§ Task directions
Take the material below and reproduce, word for word, only the lines from the line with "repository f0ab18c9377de209" through the line with "use std::fmt;".

§ Data for this exercise
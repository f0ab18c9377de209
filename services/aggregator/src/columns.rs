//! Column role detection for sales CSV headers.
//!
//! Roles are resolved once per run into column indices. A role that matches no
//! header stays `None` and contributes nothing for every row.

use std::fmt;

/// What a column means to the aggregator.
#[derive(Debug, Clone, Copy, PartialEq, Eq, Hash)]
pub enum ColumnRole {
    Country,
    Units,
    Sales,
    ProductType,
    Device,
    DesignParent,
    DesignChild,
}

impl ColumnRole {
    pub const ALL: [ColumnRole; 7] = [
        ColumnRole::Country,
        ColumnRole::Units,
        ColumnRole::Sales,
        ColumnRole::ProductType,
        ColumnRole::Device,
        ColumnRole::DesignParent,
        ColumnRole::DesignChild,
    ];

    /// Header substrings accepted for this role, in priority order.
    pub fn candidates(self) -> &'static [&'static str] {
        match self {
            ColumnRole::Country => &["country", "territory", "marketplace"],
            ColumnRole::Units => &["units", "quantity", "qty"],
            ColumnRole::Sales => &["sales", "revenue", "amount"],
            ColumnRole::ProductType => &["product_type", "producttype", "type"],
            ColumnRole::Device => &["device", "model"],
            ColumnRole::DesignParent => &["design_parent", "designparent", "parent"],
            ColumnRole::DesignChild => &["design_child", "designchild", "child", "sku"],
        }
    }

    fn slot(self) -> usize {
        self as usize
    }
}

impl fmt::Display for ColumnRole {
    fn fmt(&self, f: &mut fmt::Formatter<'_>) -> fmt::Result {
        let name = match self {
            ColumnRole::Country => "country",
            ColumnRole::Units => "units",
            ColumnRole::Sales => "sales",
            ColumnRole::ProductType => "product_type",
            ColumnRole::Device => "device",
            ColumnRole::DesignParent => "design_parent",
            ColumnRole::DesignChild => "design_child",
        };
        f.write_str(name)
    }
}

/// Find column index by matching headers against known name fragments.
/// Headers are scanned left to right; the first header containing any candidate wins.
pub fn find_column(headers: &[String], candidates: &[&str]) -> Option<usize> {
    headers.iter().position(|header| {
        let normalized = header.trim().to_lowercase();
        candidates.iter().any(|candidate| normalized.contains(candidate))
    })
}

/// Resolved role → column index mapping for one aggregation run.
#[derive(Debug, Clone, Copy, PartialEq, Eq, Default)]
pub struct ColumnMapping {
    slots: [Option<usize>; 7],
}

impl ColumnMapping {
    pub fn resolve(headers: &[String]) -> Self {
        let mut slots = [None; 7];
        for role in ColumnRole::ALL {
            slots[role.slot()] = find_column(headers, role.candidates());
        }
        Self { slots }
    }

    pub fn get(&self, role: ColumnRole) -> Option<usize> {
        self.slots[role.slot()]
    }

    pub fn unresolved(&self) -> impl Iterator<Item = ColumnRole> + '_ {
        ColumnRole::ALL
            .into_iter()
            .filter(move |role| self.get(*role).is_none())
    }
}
---
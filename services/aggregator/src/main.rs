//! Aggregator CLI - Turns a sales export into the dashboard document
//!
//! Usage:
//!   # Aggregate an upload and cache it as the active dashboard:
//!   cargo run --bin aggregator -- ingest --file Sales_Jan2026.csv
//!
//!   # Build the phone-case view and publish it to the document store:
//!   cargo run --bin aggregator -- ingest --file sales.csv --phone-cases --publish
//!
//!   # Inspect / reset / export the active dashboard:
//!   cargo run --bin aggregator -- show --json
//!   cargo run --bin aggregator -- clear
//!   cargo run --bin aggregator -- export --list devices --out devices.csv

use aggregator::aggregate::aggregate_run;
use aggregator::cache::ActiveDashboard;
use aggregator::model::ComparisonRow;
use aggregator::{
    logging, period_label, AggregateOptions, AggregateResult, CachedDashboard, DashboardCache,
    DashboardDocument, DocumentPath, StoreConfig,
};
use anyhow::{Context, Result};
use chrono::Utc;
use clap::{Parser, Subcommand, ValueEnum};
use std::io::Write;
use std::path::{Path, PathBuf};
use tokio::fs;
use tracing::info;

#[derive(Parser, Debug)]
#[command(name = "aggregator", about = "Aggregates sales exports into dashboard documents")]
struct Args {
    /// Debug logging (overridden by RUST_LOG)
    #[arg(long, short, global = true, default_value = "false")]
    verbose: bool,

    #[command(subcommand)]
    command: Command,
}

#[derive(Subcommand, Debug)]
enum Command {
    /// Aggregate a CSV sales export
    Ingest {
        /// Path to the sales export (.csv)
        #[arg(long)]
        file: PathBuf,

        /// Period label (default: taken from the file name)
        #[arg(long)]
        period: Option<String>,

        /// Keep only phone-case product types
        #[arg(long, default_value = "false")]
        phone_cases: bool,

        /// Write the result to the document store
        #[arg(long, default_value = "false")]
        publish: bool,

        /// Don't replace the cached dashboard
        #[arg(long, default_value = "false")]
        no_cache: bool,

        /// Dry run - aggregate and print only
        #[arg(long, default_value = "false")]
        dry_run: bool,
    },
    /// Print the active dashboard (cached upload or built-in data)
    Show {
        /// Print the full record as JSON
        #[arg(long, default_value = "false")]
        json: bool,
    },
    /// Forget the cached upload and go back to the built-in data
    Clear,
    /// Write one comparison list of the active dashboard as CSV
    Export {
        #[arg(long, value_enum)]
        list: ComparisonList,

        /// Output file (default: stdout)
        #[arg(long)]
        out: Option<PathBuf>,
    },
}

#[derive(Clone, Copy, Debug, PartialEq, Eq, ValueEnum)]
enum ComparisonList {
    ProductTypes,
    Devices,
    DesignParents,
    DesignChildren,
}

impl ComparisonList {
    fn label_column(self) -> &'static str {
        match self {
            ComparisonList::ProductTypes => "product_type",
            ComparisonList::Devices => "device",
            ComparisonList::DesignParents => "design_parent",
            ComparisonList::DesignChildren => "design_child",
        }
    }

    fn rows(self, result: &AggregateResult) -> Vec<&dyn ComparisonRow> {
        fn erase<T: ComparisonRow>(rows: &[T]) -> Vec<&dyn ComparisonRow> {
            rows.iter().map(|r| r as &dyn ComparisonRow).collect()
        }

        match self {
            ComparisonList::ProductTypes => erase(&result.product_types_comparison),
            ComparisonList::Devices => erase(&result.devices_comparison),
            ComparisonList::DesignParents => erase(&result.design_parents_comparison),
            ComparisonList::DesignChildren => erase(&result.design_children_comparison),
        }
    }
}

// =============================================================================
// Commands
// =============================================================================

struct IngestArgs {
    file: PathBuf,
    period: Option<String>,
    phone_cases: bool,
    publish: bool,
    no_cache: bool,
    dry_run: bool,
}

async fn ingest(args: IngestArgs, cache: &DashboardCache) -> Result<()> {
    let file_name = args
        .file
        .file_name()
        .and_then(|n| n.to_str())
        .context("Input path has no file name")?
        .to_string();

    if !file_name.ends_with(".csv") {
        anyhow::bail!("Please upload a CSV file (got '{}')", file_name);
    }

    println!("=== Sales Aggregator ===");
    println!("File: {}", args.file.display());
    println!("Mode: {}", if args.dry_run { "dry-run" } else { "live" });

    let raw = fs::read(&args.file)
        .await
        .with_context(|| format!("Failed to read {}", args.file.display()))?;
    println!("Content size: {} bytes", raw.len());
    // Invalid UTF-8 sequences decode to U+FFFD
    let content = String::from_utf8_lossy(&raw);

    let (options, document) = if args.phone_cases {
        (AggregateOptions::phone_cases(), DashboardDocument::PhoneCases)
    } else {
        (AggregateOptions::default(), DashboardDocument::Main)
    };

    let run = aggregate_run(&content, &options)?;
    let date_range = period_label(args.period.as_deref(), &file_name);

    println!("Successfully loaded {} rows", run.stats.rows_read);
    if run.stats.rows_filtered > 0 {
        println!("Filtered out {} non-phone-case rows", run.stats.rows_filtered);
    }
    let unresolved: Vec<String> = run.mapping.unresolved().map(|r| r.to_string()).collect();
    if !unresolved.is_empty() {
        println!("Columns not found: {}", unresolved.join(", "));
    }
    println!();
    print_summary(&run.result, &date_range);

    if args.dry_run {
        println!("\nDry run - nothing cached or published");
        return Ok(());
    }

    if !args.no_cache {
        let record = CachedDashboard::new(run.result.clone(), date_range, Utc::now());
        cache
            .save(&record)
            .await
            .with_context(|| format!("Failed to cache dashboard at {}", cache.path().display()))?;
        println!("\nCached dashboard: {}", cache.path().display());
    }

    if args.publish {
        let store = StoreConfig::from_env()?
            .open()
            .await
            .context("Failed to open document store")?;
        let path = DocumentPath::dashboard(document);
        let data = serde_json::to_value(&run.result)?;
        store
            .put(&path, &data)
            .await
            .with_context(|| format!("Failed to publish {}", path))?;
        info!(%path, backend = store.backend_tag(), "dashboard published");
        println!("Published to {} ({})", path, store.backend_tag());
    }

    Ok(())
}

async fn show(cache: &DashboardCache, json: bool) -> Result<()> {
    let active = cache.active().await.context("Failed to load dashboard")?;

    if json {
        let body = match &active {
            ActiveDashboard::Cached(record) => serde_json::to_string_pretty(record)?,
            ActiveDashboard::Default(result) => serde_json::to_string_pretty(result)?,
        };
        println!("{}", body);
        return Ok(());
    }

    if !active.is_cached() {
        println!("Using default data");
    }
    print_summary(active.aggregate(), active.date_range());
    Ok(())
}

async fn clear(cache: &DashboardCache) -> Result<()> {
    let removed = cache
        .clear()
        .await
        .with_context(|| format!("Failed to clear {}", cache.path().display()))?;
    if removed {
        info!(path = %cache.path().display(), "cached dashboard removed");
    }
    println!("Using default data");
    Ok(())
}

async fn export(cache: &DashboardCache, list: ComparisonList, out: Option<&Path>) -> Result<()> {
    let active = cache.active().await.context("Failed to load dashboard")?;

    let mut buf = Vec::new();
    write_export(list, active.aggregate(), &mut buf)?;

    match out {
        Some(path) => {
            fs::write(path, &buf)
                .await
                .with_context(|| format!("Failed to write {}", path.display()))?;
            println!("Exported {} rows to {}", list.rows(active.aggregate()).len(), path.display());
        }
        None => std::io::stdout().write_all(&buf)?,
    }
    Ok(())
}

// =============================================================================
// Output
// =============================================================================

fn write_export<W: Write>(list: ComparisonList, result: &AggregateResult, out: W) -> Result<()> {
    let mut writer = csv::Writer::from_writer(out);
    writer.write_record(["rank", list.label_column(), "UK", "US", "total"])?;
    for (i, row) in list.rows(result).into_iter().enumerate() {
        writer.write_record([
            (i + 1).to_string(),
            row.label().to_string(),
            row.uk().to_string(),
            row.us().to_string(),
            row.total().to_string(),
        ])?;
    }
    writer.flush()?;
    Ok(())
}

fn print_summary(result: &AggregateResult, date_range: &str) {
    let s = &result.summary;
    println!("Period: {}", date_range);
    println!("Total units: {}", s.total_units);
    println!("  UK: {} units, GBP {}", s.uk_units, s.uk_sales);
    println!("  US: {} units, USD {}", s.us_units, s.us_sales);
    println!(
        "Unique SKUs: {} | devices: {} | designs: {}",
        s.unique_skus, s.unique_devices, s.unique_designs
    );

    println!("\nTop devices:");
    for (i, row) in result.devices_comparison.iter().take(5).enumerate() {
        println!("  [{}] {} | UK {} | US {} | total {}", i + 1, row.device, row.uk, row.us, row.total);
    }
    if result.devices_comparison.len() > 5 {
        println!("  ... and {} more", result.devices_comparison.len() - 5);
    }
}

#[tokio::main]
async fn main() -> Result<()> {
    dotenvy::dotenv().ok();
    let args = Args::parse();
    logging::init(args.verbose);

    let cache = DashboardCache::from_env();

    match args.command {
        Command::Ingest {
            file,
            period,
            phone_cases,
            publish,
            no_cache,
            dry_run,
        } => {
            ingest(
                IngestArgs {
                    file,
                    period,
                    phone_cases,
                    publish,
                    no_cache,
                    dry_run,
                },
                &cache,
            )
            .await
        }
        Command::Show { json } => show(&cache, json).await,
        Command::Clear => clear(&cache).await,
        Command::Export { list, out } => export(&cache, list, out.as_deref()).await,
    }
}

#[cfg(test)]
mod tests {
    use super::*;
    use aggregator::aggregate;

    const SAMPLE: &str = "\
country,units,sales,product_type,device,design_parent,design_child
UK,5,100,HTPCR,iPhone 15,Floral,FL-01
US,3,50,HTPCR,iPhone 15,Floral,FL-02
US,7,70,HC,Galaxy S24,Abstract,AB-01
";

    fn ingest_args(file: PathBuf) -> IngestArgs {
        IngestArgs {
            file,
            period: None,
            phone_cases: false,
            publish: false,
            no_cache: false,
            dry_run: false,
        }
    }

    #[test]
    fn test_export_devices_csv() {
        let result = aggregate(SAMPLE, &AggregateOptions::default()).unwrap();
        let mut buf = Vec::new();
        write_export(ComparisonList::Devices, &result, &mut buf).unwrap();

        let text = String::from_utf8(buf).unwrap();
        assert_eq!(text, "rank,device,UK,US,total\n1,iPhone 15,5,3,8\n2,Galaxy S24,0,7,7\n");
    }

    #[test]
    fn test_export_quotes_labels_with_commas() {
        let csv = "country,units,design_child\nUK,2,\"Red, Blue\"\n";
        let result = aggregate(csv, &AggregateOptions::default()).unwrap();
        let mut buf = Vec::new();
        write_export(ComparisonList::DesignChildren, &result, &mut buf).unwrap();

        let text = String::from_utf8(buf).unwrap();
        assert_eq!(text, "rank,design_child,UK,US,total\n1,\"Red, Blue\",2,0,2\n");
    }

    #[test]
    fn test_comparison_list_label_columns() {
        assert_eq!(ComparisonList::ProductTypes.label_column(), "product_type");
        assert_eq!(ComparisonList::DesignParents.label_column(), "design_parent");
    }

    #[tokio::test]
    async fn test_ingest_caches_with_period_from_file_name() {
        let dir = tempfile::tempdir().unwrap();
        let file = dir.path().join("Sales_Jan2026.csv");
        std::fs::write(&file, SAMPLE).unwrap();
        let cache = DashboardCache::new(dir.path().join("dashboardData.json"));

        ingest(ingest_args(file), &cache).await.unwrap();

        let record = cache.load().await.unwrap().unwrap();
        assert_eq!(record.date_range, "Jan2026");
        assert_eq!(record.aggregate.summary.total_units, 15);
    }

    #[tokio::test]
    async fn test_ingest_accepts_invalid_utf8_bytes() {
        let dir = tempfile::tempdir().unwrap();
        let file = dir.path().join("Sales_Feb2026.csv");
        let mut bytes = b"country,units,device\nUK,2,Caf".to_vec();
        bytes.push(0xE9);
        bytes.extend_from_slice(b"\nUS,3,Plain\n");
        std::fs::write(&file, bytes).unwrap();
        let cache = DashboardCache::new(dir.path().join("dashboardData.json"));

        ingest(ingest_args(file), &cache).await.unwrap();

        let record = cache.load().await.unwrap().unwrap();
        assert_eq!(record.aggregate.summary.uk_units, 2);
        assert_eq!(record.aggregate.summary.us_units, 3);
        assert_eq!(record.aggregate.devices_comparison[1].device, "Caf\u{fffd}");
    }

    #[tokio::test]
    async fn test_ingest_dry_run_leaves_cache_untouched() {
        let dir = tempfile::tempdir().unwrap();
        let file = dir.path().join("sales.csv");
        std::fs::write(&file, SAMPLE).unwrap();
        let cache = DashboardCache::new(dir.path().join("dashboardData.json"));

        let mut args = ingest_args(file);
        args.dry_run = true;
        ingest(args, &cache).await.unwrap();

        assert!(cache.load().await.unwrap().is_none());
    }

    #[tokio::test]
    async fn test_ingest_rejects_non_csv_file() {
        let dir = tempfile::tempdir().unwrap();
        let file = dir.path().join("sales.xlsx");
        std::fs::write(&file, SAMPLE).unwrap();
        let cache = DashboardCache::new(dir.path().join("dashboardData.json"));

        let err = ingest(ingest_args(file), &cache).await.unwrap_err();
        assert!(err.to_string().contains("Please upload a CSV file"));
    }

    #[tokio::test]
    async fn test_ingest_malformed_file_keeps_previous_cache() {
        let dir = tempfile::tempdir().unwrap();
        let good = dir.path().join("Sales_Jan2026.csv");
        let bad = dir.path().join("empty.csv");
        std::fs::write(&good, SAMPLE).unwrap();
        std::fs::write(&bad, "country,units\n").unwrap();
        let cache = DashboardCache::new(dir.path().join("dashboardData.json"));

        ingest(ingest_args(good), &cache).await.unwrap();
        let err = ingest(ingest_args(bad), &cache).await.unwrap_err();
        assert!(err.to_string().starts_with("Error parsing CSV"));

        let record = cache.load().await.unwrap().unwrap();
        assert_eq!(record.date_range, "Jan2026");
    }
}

§ Exercise response
repository f0ab18c9377de209
filename services/aggregator/src/columns.rs
//! Column role detection for sales CSV headers.
//!
//! Roles are resolved once per run into column indices. A role that matches no
//! header stays `None` and contributes nothing for every row.

use std::fmt;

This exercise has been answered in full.